### EXERCISE INSTRUCTIONS:
Using the listing that follows, filter out every line lacking the string "cursor" and return the rest.

++++++++++++++++++++

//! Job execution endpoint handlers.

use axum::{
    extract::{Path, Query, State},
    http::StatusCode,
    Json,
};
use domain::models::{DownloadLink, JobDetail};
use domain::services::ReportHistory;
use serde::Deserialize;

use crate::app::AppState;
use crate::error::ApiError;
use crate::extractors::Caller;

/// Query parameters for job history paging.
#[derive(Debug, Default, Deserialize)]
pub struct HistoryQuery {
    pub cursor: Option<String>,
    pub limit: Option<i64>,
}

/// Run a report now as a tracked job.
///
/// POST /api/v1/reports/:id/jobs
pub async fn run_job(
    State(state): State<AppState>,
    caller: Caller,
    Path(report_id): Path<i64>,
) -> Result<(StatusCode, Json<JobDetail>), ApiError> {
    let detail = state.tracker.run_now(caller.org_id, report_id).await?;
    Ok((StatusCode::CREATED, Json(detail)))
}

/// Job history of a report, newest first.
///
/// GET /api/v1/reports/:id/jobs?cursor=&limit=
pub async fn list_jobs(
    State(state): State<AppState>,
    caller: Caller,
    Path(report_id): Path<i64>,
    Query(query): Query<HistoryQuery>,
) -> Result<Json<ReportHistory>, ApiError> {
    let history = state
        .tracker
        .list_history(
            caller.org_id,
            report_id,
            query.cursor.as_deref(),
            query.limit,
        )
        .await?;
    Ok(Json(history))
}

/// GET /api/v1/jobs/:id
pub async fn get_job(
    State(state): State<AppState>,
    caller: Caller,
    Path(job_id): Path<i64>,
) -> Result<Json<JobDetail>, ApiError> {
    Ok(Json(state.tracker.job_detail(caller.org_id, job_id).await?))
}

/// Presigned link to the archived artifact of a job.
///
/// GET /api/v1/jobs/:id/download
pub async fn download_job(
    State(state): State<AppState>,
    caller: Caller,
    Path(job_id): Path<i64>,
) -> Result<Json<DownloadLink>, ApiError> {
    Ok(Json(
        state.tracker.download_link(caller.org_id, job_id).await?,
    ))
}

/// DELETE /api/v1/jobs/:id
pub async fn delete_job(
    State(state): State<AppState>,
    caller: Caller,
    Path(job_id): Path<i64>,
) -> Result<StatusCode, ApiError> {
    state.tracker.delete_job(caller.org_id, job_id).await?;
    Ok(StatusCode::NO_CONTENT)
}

++++++++++++++++++++

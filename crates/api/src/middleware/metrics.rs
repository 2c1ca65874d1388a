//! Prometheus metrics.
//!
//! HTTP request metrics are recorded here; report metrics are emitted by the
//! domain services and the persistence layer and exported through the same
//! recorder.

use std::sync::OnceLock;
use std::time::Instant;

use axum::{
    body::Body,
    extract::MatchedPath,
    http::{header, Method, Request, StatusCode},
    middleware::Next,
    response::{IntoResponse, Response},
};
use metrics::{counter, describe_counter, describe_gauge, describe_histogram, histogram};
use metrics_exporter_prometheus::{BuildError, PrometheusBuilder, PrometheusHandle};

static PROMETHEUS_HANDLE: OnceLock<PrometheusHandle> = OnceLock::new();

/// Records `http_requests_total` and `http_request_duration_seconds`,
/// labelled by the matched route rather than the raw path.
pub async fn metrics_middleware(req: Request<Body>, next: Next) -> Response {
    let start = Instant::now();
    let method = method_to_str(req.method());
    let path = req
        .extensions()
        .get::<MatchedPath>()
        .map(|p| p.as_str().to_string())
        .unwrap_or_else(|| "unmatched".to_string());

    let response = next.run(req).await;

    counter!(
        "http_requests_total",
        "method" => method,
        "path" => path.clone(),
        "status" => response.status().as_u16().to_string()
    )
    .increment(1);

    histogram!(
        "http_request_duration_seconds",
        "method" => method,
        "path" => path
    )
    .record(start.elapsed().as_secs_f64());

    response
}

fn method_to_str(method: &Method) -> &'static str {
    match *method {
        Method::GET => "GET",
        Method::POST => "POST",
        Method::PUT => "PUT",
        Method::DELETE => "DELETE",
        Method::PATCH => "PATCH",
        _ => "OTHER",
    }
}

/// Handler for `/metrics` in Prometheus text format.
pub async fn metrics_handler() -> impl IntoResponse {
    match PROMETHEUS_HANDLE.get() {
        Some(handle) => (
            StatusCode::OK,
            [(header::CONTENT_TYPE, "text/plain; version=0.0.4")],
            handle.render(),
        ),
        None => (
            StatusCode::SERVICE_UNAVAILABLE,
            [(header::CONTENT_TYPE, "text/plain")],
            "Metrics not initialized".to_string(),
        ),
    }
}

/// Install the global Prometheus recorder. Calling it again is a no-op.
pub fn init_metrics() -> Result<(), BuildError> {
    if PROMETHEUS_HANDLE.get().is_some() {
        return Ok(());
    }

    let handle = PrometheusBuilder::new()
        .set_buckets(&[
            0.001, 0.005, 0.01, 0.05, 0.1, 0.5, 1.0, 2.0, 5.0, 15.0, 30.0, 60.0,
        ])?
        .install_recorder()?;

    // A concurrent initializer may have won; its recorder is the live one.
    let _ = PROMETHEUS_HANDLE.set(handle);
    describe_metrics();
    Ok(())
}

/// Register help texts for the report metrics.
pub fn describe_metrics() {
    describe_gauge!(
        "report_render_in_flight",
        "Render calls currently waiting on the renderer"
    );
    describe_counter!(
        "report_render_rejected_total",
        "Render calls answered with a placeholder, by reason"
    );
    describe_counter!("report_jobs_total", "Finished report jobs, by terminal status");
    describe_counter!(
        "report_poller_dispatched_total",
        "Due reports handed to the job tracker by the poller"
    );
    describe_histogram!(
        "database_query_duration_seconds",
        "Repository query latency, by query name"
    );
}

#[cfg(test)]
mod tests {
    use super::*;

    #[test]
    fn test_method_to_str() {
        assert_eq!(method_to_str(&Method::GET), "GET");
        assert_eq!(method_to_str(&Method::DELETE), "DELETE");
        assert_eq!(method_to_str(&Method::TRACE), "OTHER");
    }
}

++++++++++++++++++++

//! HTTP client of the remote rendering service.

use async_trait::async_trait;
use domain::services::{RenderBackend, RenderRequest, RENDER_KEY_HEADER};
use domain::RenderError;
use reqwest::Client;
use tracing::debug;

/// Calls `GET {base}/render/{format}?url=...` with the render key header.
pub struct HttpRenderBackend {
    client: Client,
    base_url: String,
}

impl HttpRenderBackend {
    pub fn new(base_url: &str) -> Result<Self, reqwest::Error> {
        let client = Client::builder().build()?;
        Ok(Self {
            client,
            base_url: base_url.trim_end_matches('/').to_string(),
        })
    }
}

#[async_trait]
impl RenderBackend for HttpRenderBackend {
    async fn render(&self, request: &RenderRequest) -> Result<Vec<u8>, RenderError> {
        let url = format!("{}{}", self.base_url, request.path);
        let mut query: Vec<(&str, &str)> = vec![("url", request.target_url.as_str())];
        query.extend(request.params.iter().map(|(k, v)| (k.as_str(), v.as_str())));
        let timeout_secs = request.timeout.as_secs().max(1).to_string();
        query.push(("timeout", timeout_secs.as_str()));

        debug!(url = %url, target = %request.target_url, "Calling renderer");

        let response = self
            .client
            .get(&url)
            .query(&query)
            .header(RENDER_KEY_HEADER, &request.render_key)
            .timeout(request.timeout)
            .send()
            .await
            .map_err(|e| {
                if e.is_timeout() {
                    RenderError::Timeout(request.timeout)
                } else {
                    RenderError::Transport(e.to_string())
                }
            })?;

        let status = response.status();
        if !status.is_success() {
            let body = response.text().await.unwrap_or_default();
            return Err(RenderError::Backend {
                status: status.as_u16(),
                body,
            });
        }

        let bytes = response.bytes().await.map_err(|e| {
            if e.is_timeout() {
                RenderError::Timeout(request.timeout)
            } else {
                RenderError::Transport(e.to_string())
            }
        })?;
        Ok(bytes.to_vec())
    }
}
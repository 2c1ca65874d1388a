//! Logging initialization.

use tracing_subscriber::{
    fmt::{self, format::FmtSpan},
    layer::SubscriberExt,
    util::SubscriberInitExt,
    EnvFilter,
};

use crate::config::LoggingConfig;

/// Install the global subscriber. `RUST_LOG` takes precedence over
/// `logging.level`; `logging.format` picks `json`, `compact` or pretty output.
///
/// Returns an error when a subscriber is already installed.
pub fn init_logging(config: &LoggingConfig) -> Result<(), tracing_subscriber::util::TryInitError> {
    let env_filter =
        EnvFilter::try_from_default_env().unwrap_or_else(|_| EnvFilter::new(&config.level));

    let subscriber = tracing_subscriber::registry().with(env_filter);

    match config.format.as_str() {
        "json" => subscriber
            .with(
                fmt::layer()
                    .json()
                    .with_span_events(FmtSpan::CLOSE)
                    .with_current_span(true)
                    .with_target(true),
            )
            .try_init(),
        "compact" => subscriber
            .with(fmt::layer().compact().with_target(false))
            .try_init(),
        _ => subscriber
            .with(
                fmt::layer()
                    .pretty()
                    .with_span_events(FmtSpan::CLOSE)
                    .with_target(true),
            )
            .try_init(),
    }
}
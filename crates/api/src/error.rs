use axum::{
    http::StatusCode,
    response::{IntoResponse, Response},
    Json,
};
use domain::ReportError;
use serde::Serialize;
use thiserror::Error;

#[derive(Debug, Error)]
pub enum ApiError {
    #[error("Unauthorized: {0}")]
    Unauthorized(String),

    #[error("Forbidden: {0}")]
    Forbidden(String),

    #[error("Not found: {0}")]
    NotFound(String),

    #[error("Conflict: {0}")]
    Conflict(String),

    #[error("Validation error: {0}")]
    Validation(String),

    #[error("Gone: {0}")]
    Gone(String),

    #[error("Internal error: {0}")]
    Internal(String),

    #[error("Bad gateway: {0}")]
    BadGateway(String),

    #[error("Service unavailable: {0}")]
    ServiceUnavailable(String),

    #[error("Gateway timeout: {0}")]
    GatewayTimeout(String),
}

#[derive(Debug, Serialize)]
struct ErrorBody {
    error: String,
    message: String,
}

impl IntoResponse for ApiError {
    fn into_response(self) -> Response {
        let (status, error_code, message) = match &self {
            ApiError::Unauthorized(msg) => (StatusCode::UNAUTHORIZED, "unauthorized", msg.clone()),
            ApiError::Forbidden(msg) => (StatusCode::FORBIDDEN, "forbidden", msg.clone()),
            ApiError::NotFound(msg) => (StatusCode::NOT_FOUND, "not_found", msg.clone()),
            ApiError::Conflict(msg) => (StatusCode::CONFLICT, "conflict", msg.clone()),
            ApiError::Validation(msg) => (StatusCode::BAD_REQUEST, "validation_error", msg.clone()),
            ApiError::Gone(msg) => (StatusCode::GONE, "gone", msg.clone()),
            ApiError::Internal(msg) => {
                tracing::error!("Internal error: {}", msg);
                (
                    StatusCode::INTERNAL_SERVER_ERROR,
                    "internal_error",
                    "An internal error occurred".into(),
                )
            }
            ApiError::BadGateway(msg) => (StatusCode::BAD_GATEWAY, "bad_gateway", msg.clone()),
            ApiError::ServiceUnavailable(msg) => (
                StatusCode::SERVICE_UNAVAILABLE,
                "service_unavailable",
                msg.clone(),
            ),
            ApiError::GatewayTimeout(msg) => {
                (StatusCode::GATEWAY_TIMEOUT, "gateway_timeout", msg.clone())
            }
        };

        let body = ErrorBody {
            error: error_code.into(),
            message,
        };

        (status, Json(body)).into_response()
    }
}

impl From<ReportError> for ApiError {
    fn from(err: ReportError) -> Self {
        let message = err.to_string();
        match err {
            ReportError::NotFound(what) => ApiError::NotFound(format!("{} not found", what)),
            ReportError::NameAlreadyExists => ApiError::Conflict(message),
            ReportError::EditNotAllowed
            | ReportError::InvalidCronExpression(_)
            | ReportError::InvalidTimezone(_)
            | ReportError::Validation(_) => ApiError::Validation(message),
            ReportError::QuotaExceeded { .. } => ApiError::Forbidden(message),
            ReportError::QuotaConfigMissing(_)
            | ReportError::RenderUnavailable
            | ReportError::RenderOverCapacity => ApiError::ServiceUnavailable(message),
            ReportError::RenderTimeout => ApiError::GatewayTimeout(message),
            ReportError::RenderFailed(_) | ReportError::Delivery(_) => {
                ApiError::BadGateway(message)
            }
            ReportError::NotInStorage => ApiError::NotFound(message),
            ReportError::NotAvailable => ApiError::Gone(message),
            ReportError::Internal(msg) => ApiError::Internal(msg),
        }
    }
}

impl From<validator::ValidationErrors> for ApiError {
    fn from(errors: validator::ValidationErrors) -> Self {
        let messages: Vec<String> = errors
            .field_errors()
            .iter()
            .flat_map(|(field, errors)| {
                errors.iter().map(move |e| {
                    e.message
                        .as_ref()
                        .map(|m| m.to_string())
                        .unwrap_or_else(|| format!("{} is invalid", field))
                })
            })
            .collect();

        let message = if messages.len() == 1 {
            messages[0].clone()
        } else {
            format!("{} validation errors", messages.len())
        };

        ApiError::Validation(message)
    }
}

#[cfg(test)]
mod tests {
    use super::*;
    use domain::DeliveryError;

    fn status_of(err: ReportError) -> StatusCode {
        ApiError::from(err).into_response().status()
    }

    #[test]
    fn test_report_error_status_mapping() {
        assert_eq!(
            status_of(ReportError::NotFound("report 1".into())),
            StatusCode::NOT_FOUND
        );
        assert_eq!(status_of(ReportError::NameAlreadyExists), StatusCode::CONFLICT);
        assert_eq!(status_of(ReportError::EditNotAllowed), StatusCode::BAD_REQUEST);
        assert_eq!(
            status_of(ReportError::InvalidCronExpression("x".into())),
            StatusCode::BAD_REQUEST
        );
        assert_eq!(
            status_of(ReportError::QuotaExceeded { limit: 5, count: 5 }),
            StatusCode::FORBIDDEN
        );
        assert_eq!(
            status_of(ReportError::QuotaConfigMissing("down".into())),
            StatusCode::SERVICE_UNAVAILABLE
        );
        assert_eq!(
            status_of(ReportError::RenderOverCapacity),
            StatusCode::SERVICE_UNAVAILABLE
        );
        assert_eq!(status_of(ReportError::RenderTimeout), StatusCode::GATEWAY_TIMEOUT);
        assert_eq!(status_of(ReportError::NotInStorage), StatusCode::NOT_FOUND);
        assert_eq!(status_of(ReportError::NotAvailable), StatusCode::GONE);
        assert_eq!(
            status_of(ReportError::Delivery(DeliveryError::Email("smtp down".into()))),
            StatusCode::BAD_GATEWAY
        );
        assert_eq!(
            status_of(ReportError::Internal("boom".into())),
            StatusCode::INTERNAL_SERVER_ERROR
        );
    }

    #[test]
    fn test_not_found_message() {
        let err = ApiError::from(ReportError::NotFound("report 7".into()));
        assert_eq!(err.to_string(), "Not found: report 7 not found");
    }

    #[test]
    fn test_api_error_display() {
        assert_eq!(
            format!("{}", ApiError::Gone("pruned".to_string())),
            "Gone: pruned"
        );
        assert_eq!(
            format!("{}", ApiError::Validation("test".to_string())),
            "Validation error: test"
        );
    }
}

++++++++++++++++++++

### YOUR RESPONSE:
    pub cursor: Option<String>,
/// GET /api/v1/reports/:id/jobs?cursor=&limit=
            query.cursor.as_deref(),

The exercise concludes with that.